Legal development

Procurement Act 2023: "going live" on 28 October 2024

Procurement Act 2023: "going live" on 28 October 2024

    The Procurement Act 2023 received Royal Assent on 26 October 2023.  This creates a new public procurement rulebook in England, Wales and Northern Ireland. It is part of Government's strategy of overhauling EU-derived legislation following Brexit. The Act is not yet in force, but the Cabinet Office has now set an intended "go live" date of 28 October 2024. Procuring authorities and bidders for public sector contracts now have six months to prepare.

    Key takeaways

    • The Procurement Act received Royal Assent in October 2023.
    • The secondary legislation needed to give effect to the new regime was laid before Parliament in March 2024.
    • The Cabinet Office is working towards a "go live" date of Monday 28 October 2024.
    • The Cabinet Office is currently issuing statutory guidance and various training initiatives to help stakeholders prepare for the new regime.

    Procurement Act 2023 – "going live" on 28 October 2024

    On 22 April 2024, the Cabinet Office informally announced that it is "working towards a go-live date" of Monday 28 October 2024 for the Procurement Act 2023 to come into force. The date will be formalised in commencement regulations, which are expected to be laid before Parliament in May or June. 


    EU Member States are required to implement and apply various EU directives on public procurement. As result, the UK Government did not have control over the scope of its public procurement rules prior to the end of the Brexit transition period. This has all changed and, as part of delivering Brexit, the Cabinet Office launched its "Transforming Public Procurement" project in December 2020 with the aim of overhauling the UK's existing public procurement rules.

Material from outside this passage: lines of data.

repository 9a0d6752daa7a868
use anyhow::Result;
use bren_core::{Config, InvalidArgument, PermissionDenied};
use clap::Parser;
use std::io::{self, BufRead, IsTerminal};
use std::path::PathBuf;
use std::process;
use std::sync::atomic::{AtomicBool, Ordering};
use std::sync::Arc;

mod cli;
mod logging;
mod rename;
mod rollback;

use cli::Cli;

const EXIT_FAILURE: i32 = 1;
const EXIT_INTERRUPTED: i32 = 130;

fn main() {
    // Set up signal handler for graceful shutdown (both SIGINT and SIGTERM)
    let interrupted = Arc::new(AtomicBool::new(false));

    let interrupted_clone = Arc::clone(&interrupted);
    if let Err(e) = ctrlc::set_handler(move || {
        eprintln!("\nReceived SIGINT. Finishing current rename...");
        interrupted_clone.store(true, Ordering::SeqCst);
    }) {
        eprintln!("Warning: failed to set SIGINT handler: {e}");
    }

    #[cfg(unix)]
    {
        let interrupted_clone = Arc::clone(&interrupted);
        // SAFETY: the handler only performs an atomic store
        let registered = unsafe {
            signal_hook::low_level::register(signal_hook::consts::SIGTERM, move || {
                interrupted_clone.store(true, Ordering::SeqCst);
            })
        };
        if let Err(e) = registered {
            eprintln!("Warning: failed to set SIGTERM handler: {e}");
        }
    }

    let cli = Cli::parse();
    let use_color = !cli.no_color && io::stderr().is_terminal();

    if let Err(e) = logging::init(cli.log_file.as_deref(), use_color) {
        eprintln!("Error: {e:#}");
        process::exit(EXIT_FAILURE);
    }

    let config = match Config::load() {
        Ok(config) => config,
        Err(e) => {
            tracing::warn!("Ignoring config: {e:#}");
            Config::default()
        },
    };
    let preview_color = if cli.no_color {
        false
    } else {
        bren_core::preview::should_use_color(config.defaults.use_color)
    };

    let result = run(&cli, &config, &interrupted, preview_color);

    // Interrupted runs have already written their rollback log
    if interrupted.load(Ordering::SeqCst) {
        eprintln!("Operation interrupted");
        process::exit(EXIT_INTERRUPTED);
    }

    match result {
        Ok(true) => process::exit(0),
        Ok(false) => process::exit(EXIT_FAILURE),
        Err(e) => {
            if let Some(invalid) = e.downcast_ref::<InvalidArgument>() {
                eprintln!("Invalid argument: {invalid}");
            } else if let Some(denied) = e.downcast_ref::<PermissionDenied>() {
                eprintln!("Error: {denied}");
            } else {
                eprintln!("Error: {e:#}");
            }
            process::exit(EXIT_FAILURE);
        },
    }
}

fn run(cli: &Cli, config: &Config, interrupted: &AtomicBool, use_color: bool) -> Result<bool> {
    if let Some(log) = &cli.rollback {
        return rollback::handle_rollback(cli, log);
    }
    let paths = input_paths(cli)?;
    rename::handle_rename(cli, config, paths, interrupted, use_color)
}

/// `-p` wins, then positional paths, then one path per line of piped stdin
fn input_paths(cli: &Cli) -> Result<Vec<PathBuf>> {
    if let Some(path) = &cli.path {
        return Ok(vec![path.clone()]);
    }
    if !cli.paths.is_empty() || cli.archive.is_some() {
        return Ok(cli.paths.clone());
    }

    let stdin = io::stdin();
    if stdin.is_terminal() {
        return Ok(Vec::new());
    }
    read_paths(stdin.lock())
}

fn read_paths<R: BufRead>(reader: R) -> Result<Vec<PathBuf>> {
    let mut paths = Vec::new();
    for line in reader.lines() {
        let line = line?;
        let line = line.trim();
        if !line.is_empty() {
            paths.push(PathBuf::from(line));
        }
    }
    Ok(paths)
}
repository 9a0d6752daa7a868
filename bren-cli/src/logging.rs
use anyhow::{Context, Result};
use std::fs::OpenOptions;
use std::io;
use std::path::Path;
use std::sync::Mutex;
use tracing_subscriber::layer::SubscriberExt;
use tracing_subscriber::util::SubscriberInitExt;
use tracing_subscriber::{fmt, EnvFilter};

const DEFAULT_FILTER: &str = "info";

/// Diagnostics go to stderr; with `log_file` they are also appended there
/// without ANSI escapes. `RUST_LOG` overrides the default `info` level.
pub fn init(log_file: Option<&Path>, use_color: bool) -> Result<()> {
    let filter =
        EnvFilter::try_from_default_env().unwrap_or_else(|_| EnvFilter::new(DEFAULT_FILTER));

    let stderr_layer = fmt::layer()
        .with_writer(io::stderr)
        .with_ansi(use_color)
        .with_target(false)
        .without_time();

    let file_layer = match log_file {
        Some(path) => {
            let file = OpenOptions::new()
                .create(true)
                .append(true)
                .open(path)
                .with_context(|| format!("Failed to open log file: {}", path.display()))?;
            Some(
                fmt::layer()
                    .with_writer(Mutex::new(file))
                    .with_ansi(false)
                    .with_target(false),
            )
        },
        None => None,
    };

    tracing_subscriber::registry()
        .with(filter)
        .with(stderr_layer)
        .with(file_layer)
        .try_init()
        .context("Failed to initialize logging")
}
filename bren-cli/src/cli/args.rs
use clap::{ArgGroup, Args, Parser};
use std::path::PathBuf;

use super::types::{OutputFormat, PreviewArg, SortArg};

/// Batch rename files and directories by pattern
#[derive(Parser, Debug)]
#[command(name = "bren")]
#[command(author, version, about, long_about = None)]
#[command(group(ArgGroup::new("operation").args(["match_spec", "rollback"]).required(true).multiple(true)))]
pub struct Cli {
    /// Paths to process (read from stdin when omitted and stdin is not a terminal)
    pub paths: Vec<PathBuf>,

    /// Single path to process; overrides positional paths
    #[arg(short = 'p', long = "path", value_name = "PATH")]
    pub path: Option<PathBuf>,

    /// Rename inside a .zip, .tar or .gz archive
    #[arg(short = 'g', long = "archive", value_name = "FILE")]
    pub archive: Option<PathBuf>,

    /// Match items by TYPE:PATTERN (prefix, suffix, contain or regex)
    #[arg(short = 'm', long = "match", value_name = "TYPE:PATTERN")]
    pub match_spec: Option<String>,

    /// Undo the renames recorded in a log file
    #[arg(long, value_name = "LOG")]
    pub rollback: Option<PathBuf>,

    #[command(flatten)]
    pub actions: ActionArgs,

    #[command(flatten)]
    pub scan: ScanArgs,

    #[command(flatten)]
    pub placeholders: PlaceholderArgs,

    /// Show what would be renamed without renaming anything
    #[arg(short = 'v', long)]
    pub preview: bool,

    /// Same as --preview
    #[arg(long)]
    pub dry_run: bool,

    /// Preview format
    #[arg(long, value_enum)]
    pub preview_format: Option<PreviewArg>,

    /// Do not write a rollback log
    #[arg(long)]
    pub no_log: bool,

    /// Also write diagnostics to FILE
    #[arg(short = 'l', long = "log", value_name = "FILE")]
    pub log_file: Option<PathBuf>,

    /// Output format
    #[arg(long, value_enum, default_value = "summary")]
    pub output: OutputFormat,

    /// Disable colored output
    #[arg(long, env = "NO_COLOR")]
    pub no_color: bool,
}

#[derive(Args, Debug, Clone, Default)]
pub struct ActionArgs {
    /// Delete every match of REGEX from the name
    #[arg(long, value_name = "REGEX")]
    pub delete: Option<String>,

    /// Replace every occurrence of OLD with NEW
    #[arg(long, num_args = 2, value_names = ["OLD", "NEW"])]
    pub replace: Option<Vec<String>>,

    /// Insert TEXT before the extension
    #[arg(long, value_name = "TEXT", allow_hyphen_values = true)]
    pub append: Option<String>,

    /// Insert TEXT before the name
    #[arg(long, value_name = "TEXT", allow_hyphen_values = true)]
    pub prepend: Option<String>,

    /// Change attributes: r, w, x, h, optionally prefixed with '-' to remove
    #[arg(long, value_name = "SPEC", allow_hyphen_values = true)]
    pub attr: Option<String>,
}

impl ActionArgs {
    pub fn any(&self) -> bool {
        self.delete.is_some()
            || self.replace.is_some()
            || self.append.is_some()
            || self.prepend.is_some()
            || self.attr.is_some()
    }

    pub fn replace_pair(&self) -> Option<(String, String)> {
        match self.replace.as_deref() {
            Some([old, new]) => Some((old.clone(), new.clone())),
            _ => None,
        }
    }
}

#[derive(Args, Debug, Clone, Default)]
pub struct ScanArgs {
    /// Descend into subdirectories
    #[arg(short = 'R', long)]
    pub recursive: bool,

    /// Only rename files
    #[arg(short = 'f', long)]
    pub file_only: bool,

    /// Only rename directories
    #[arg(short = 'd', long)]
    pub dir_only: bool,

    /// Skip names containing TEXT (repeatable)
    #[arg(short = 'x', long = "exclude", value_name = "TEXT")]
    pub exclude: Vec<String>,

    /// Order matches within each directory
    #[arg(long, value_enum)]
    pub sort: Option<SortArg>,
}

#[derive(Args, Debug, Clone, Default)]
pub struct PlaceholderArgs {
    /// First number of a # sequence
    #[arg(long, value_name = "N", allow_negative_numbers = true)]
    pub num_start: Option<i64>,

    /// Step between sequence numbers
    #[arg(long, value_name = "N", allow_negative_numbers = true)]
    pub num_step: Option<i64>,

    /// strftime format for ${date}, or "ms" for epoch milliseconds
    #[arg(long, value_name = "FMT")]
    pub date_format: Option<String>,

    /// Length of ${random} strings
    #[arg(long = "random", value_name = "N")]
    pub random_length: Option<usize>,

    /// ${random} uses lowercase letters and digits
    #[arg(long, conflicts_with = "random_uppercase")]
    pub random_lowercase: bool,

    /// ${random} uses uppercase letters and digits
    #[arg(long)]
    pub random_uppercase: bool,
}

#[cfg(test)]
mod tests {
    use super::*;
    use clap::CommandFactory;

    #[test]
    fn test_cli_definition() {
        Cli::command().debug_assert();
    }

    #[test]
    fn test_parse_rename() {
        let cli = Cli::try_parse_from([
            "bren", "-m", "suffix:.txt", "--replace", "a", "b", "-R", "-x", "tmp", "dir",
        ])
        .unwrap();
        assert_eq!(cli.match_spec.as_deref(), Some("suffix:.txt"));
        assert_eq!(
            cli.actions.replace_pair(),
            Some(("a".to_string(), "b".to_string()))
        );
        assert!(cli.scan.recursive);
        assert_eq!(cli.scan.exclude, vec!["tmp"]);
        assert_eq!(cli.paths, vec![PathBuf::from("dir")]);
    }

    #[test]
    fn test_match_or_rollback_required() {
        assert!(Cli::try_parse_from(["bren", "--append", "x"]).is_err());
        assert!(Cli::try_parse_from(["bren", "--rollback", "x.log"]).is_ok());
    }

    #[test]
    fn test_negative_numbers() {
        let cli =
            Cli::try_parse_from(["bren", "-m", "prefix:a", "--append", "#", "--num-step", "-2"])
                .unwrap();
        assert_eq!(cli.placeholders.num_step, Some(-2));
    }

    #[test]
    fn test_random_case_flags_conflict() {
        assert!(Cli::try_parse_from([
            "bren",
            "-m",
            "prefix:a",
            "--append",
            "${random}",
            "--random-lowercase",
            "--random-uppercase",
        ])
        .is_err());
    }
}
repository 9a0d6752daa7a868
pub mod args;
pub mod types;

pub use args::Cli;
pub use types::OutputFormat;
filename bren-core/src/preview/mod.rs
mod list;
mod table;

pub use list::render_list;
pub use table::render_table;

use crate::output::RenameResult;
use std::io::{self, IsTerminal};

#[derive(Debug, Clone, Copy, PartialEq, Eq)]
pub enum Preview {
    Table,
    List,
}

impl std::str::FromStr for Preview {
    type Err = String;

    fn from_str(s: &str) -> Result<Self, Self::Err> {
        match s.to_lowercase().as_str() {
            "table" => Ok(Self::Table),
            "list" => Ok(Self::List),
            _ => Err(format!("Invalid preview format: {}", s)),
        }
    }
}

/// Determine whether to use colors based on explicit preference or terminal detection
pub fn should_use_color_with_detector<F>(use_color: Option<bool>, is_terminal: F) -> bool
where
    F: Fn() -> bool,
{
    match use_color {
        Some(explicit_color) => explicit_color,
        None => is_terminal(),
    }
}

pub fn should_use_color(use_color: Option<bool>) -> bool {
    should_use_color_with_detector(use_color, || io::stdout().is_terminal())
}

/// Render the planned renames of a preview run
pub fn render_preview(result: &RenameResult, format: Preview, use_color: bool) -> String {
    if result.planned.is_empty() {
        return "No matching items\n".to_string();
    }
    match format {
        Preview::Table => render_table(result, use_color),
        Preview::List => render_list(result, use_color),
    }
}
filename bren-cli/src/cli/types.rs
use bren_core::{Preview, SortKey};
use clap::ValueEnum;

#[derive(Debug, Clone, Copy, ValueEnum, PartialEq, Eq)]
pub enum PreviewArg {
    Table,
    List,
}

impl From<PreviewArg> for Preview {
    fn from(arg: PreviewArg) -> Self {
        match arg {
            PreviewArg::Table => Self::Table,
            PreviewArg::List => Self::List,
        }
    }
}

#[derive(Debug, Clone, Copy, ValueEnum, PartialEq, Eq)]
pub enum OutputFormat {
    Summary,
    Json,
}

#[derive(Debug, Clone, Copy, ValueEnum, PartialEq, Eq)]
pub enum SortArg {
    Name,
    Mtime,
    Ctime,
}

impl From<SortArg> for SortKey {
    fn from(arg: SortArg) -> Self {
        match arg {
            SortArg::Name => Self::Name,
            SortArg::Mtime => Self::Mtime,
            SortArg::Ctime => Self::Ctime,
        }
    }
}

impl From<OutputFormat> for bren_core::OutputFormat {
    fn from(arg: OutputFormat) -> Self {
        match arg {
            OutputFormat::Summary => Self::Summary,
            OutputFormat::Json => Self::Json,
        }
    }
}
use crate::output::RenameResult;
use crate::scanner::EntryKind;
use comfy_table::{Cell, Color, ContentArrangement, Table};
use std::io::{self, IsTerminal};
use std::path::Path;

/// Render planned renames as an Old / New / Kind table
pub fn render_table(result: &RenameResult, use_color: bool) -> String {
    let mut table = Table::new();

    if io::stdout().is_terminal() {
        table.set_content_arrangement(ContentArrangement::Dynamic);
    } else {
        table.set_content_arrangement(ContentArrangement::Disabled);
    }

    // Force styling even in non-TTY environments when colors are explicitly requested
    if use_color {
        table.enforce_styling();
        table.set_header(vec![
            Cell::new("Old").fg(Color::Cyan),
            Cell::new("New").fg(Color::Cyan),
            Cell::new("Kind").fg(Color::Cyan),
        ]);
    } else {
        table.set_header(vec!["Old", "New", "Kind"]);
    }

    for rename in &result.planned {
        let from = display_path(&rename.from);
        let to = display_path(&rename.to);
        let kind = match rename.kind {
            EntryKind::File => "File",
            EntryKind::Dir => "Dir",
            EntryKind::Other => "Other",
        };

        if use_color {
            table.add_row(vec![
                Cell::new(&from),
                Cell::new(format!("→ {to}")).fg(Color::Magenta),
                Cell::new(kind).fg(Color::Blue),
            ]);
        } else {
            table.add_row(vec![from, format!("→ {to}"), kind.to_string()]);
        }
    }

    let total = format!("{} items", result.planned.len());
    if use_color {
        table.add_row(vec![
            Cell::new("TOTAL").fg(Color::Cyan),
            Cell::new(total).fg(Color::Yellow),
            Cell::new(""),
        ]);
    } else {
        table.add_row(vec!["TOTAL".to_string(), total, String::new()]);
    }

    format!("{table}\n")
}

/// Paths under the working directory are shown relative to it
pub(crate) fn display_path(path: &Path) -> String {
    match std::env::current_dir()
        .ok()
        .and_then(|cwd| path.strip_prefix(cwd).ok())
    {
        Some(relative_path) => relative_path.display().to_string(),
        None => path.display().to_string(),
    }
}
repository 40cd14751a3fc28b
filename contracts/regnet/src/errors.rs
//! Typed error handling for the regnet contract.
//!
//! Uses `#[derive(near_sdk::FunctionError)]` from the NEAR SDK to enable
//! `#[handle_result]` on public methods. When a method returns
//! `Err(RegnetError::Xxx)`, the SDK calls `env::panic_str()` with the
//! Display message, reverting every write the invocation made — so a
//! failed operation leaves zero partial state.

use near_sdk_macros::NearSchema;

use crate::auth::Organization;

#[derive(NearSchema, near_sdk::FunctionError)]
#[abi(borsh, json)]
#[derive(Debug, Clone, PartialEq, serde::Serialize, serde::Deserialize)]
pub enum RegnetError {
    /// Wrong organization, or a non-owner mutating a property.
    Unauthorized(String),
    /// Referenced entity absent from the ledger.
    NotFound(String),
    /// Entity already exists where it must not.
    Conflict(String),
    /// Invalid parameters from the caller.
    InvalidInput(String),
    /// Property exists but is not listed for sale.
    NotForSale(String),
    /// Buyer balance below the property price.
    InsufficientFunds(String),
    /// Internal invariant violation (should never happen).
    InternalError(String),
}

impl std::fmt::Display for RegnetError {
    fn fmt(&self, f: &mut std::fmt::Formatter<'_>) -> std::fmt::Result {
        match self {
            Self::Unauthorized(msg) => write!(f, "Unauthorized: {}", msg),
            Self::NotFound(msg) => write!(f, "Not found: {}", msg),
            Self::Conflict(msg) => write!(f, "Conflict: {}", msg),
            Self::InvalidInput(msg) => write!(f, "Invalid input: {}", msg),
            Self::NotForSale(msg) => write!(f, "Not for sale: {}", msg),
            Self::InsufficientFunds(msg) => write!(f, "Insufficient funds: {}", msg),
            Self::InternalError(msg) => write!(f, "Internal error: {}", msg),
        }
    }
}

// ── Factory helpers for common errors ────────────────────────────────────────

impl RegnetError {
    pub fn user_not_found() -> Self {
        Self::NotFound("User does not exist".into())
    }
    pub fn user_request_not_found() -> Self {
        Self::NotFound("User registration request does not exist".into())
    }
    pub fn property_not_found() -> Self {
        Self::NotFound("Property does not exist".into())
    }
    pub fn property_request_not_found() -> Self {
        Self::NotFound("Property registration request does not exist".into())
    }
    pub fn user_already_approved() -> Self {
        Self::Conflict("User already approved".into())
    }
    pub fn user_request_exists() -> Self {
        Self::Conflict("User registration request already exists".into())
    }
    pub fn property_already_approved() -> Self {
        Self::Conflict("Property already approved".into())
    }
    pub fn property_request_exists() -> Self {
        Self::Conflict("Property registration request already exists".into())
    }
    pub fn wrong_organization(expected: Organization) -> Self {
        Self::Unauthorized(format!(
            "Only members of the {} organization can invoke this operation",
            expected
        ))
    }
    pub fn only_owner() -> Self {
        Self::Unauthorized("Only the owner of the property can update it".into())
    }
    pub fn not_for_sale() -> Self {
        Self::NotForSale("Property is not listed for sale".into())
    }
    pub fn insufficient_funds(price: u128, balance: u128) -> Self {
        Self::InsufficientFunds(format!(
            "Balance {} is below the property price {}",
            balance, price
        ))
    }
    pub fn unknown_transaction_id(tx_id: &str) -> Self {
        Self::InvalidInput(format!("Unrecognized bank transaction id: {}", tx_id))
    }
}
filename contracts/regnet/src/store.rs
//! Keyed record store over the runtime's raw storage.
//!
//! Every record lives at a namespace-prefixed composite key of the form
//! `<namespace>:<encodedPart1>:<encodedPart2>...`. Parts are encoded
//! before joining, so a separator character inside a part can never
//! merge two parts, and the per-entity namespace keeps entity types
//! collision-free regardless of how many parts their keys carry.

use near_sdk::env;

pub const KEY_SEPARATOR: char = ':';

/// Percent-encodes the two characters that would make a composite key
/// ambiguous: `%` and the separator. Exact inverse of [`decode_key_part`].
pub fn encode_key_part(part: &str) -> String {
    part.replace('%', "%25").replace(KEY_SEPARATOR, "%3A")
}

pub fn decode_key_part(part: &str) -> String {
    part.replace("%3A", ":").replace("%25", "%")
}

/// Encodes identifying field values and joins them into a model key.
pub fn join_key_parts(parts: &[&str]) -> String {
    parts
        .iter()
        .map(|part| encode_key_part(part))
        .collect::<Vec<_>>()
        .join(&KEY_SEPARATOR.to_string())
}

/// A fully-qualified composite storage key.
#[derive(Debug, Clone, PartialEq, Eq)]
pub struct LedgerKey(String);

impl LedgerKey {
    /// `model_key` is an already-encoded part string (see [`join_key_parts`]).
    pub fn new(namespace: &str, model_key: &str) -> Self {
        Self(format!("{namespace}{KEY_SEPARATOR}{model_key}"))
    }

    pub fn as_bytes(&self) -> &[u8] {
        self.0.as_bytes()
    }
}

impl std::fmt::Display for LedgerKey {
    fn fmt(&self, f: &mut std::fmt::Formatter<'_>) -> std::fmt::Result {
        f.write_str(&self.0)
    }
}

/// Absent key is `None`, never an error.
pub fn read(key: &LedgerKey) -> Option<Vec<u8>> {
    env::storage_read(key.as_bytes())
}

pub fn write(key: &LedgerKey, value: &[u8]) {
    env::storage_write(key.as_bytes(), value);
}

#[cfg(test)]
mod tests {
    use super::*;

    #[test]
    fn key_part_encoding_round_trips_separator_and_escape() {
        for part in ["plain", "a:b", "a%b", "%3A", "a%253Ab", ":", ""] {
            assert_eq!(decode_key_part(&encode_key_part(part)), part);
        }
    }

    #[test]
    fn encoded_parts_never_contain_the_separator() {
        assert!(!encode_key_part("a:b:c").contains(KEY_SEPARATOR));
    }

    #[test]
    fn join_is_unambiguous_for_parts_containing_the_separator() {
        // One part "a:b" must not collide with two parts "a", "b".
        assert_ne!(join_key_parts(&["a:b"]), join_key_parts(&["a", "b"]));

        let decoded: Vec<String> = join_key_parts(&["a:b"])
            .split(KEY_SEPARATOR)
            .map(decode_key_part)
            .collect();
        assert_eq!(decoded, vec!["a:b"]);
    }

    #[test]
    fn ledger_key_is_namespace_prefixed() {
        let key = LedgerKey::new("regnet.users", &join_key_parts(&["Alice", "1111"]));
        assert_eq!(key.to_string(), "regnet.users:Alice:1111");
    }
}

    Following extensive consultation with stakeholders, the Procurement Bill was laid before Parliament on 11 May 2022 (see our July 2022 update).  The Procurement Act ultimately received Royal Assent on 26 October 2023. However, it did not enter into force immediately as secondary legislation needs to be laid before Parliament to give effect to the new regime and the Cabinet Office was keen that stakeholders have the opportunity to prepare for the new regime.

    Summary of reforms

    Many aspects of the Procurement Act are based closely on the existing rules. This is unsurprising given that: 

    • the UK is a signatory to the World Trade Organization's Agreement of Government Procurement (GPA) so the Procurement Act needs to be consistent with the base level rules in the GPA, which require signatories to establish rules that ensure open, fair and transparent conditions of competition in covered procurements; and
    • the UK has concluded a number of international trade agreements, including the EU-UK Trade and Cooperation Agreement, which provide for certain reciprocal access rights to certain types of government procurements.

    Helpfully, a key objective of the Procurement Act is simplification. In particular, the current EU-derived public procurement rules are complex and are derived from a patchwork of different directives. The Procurement Act introduces a number of changes which should make procurement processes easier to understand. Most importantly, the Procurement Act: 

    • establishes a single regulatory framework for the award of public sector contracts; and
    • replaces the existing award procedures with fewer, more flexible procedures.

    However, there are a number of significant areas of change which both procuring authorities and bidders for public sector contracts will need to familiarise themselves with over the coming months. Key reforms include: 

    • replacing the fundamental EU procurement principles of equal treatment, non-discrimination, transparency and proportionality with similar, but different, overarching principles including delivering value for money, maximising public benefit, sharing information about procurement policies and decisions and acting with integrity;
    • new types of procurement notices and new rules on when notices must be published;
    • contracting authorities will have enhanced powers to exclude suppliers from procurements with key changes including the introduction of a central list of debarred suppliers; and
    • an increased focus on contract performance, including new rules on publishing information on supplier performance against key performance indicators.

    Secondary legislation and further guidance

    In March 2024, the Procurement Regulations 2024 were laid before Parliament to bring some elements of the Act and the wider regime into effect. 

    The announcement of the 28 October 2024 "go live" date is intended to mark the beginning of the six month preparation period. The Cabinet Office has indicated that the following activities will take place ahead of that date to ensure stakeholders are ready for the new regime:

    • publication of guidance on the Procurement Act;
    • launch of various tailored training programmes for procurement practitioners;
    • a supplier information campaign; and
    • publication of e-Learning content and further learning aids.

    The Transforming Public Procurement website contains a range of information about the procurement reforms, including "Knowledge Drops" aimed at both contracting authorities and suppliers. You can also register for updates from the Cabinet Office on the reforms by completing this form.

    Transitional arrangements

    On 22 April 2024, the Government published guidance on transitional and saving arrangements. In short, the existing rules will continue to apply for procurements that were "commenced" before the Act entered into force. For these purposes, a procurement will be treated having commenced before the Act entered into force if a call for competition has already been published.

    The information provided is not intended to be a comprehensive review of all developments in the law and practice, or to cover all aspects of those referred to.
    Readers should take legal advice before applying it to specific issues or transactions.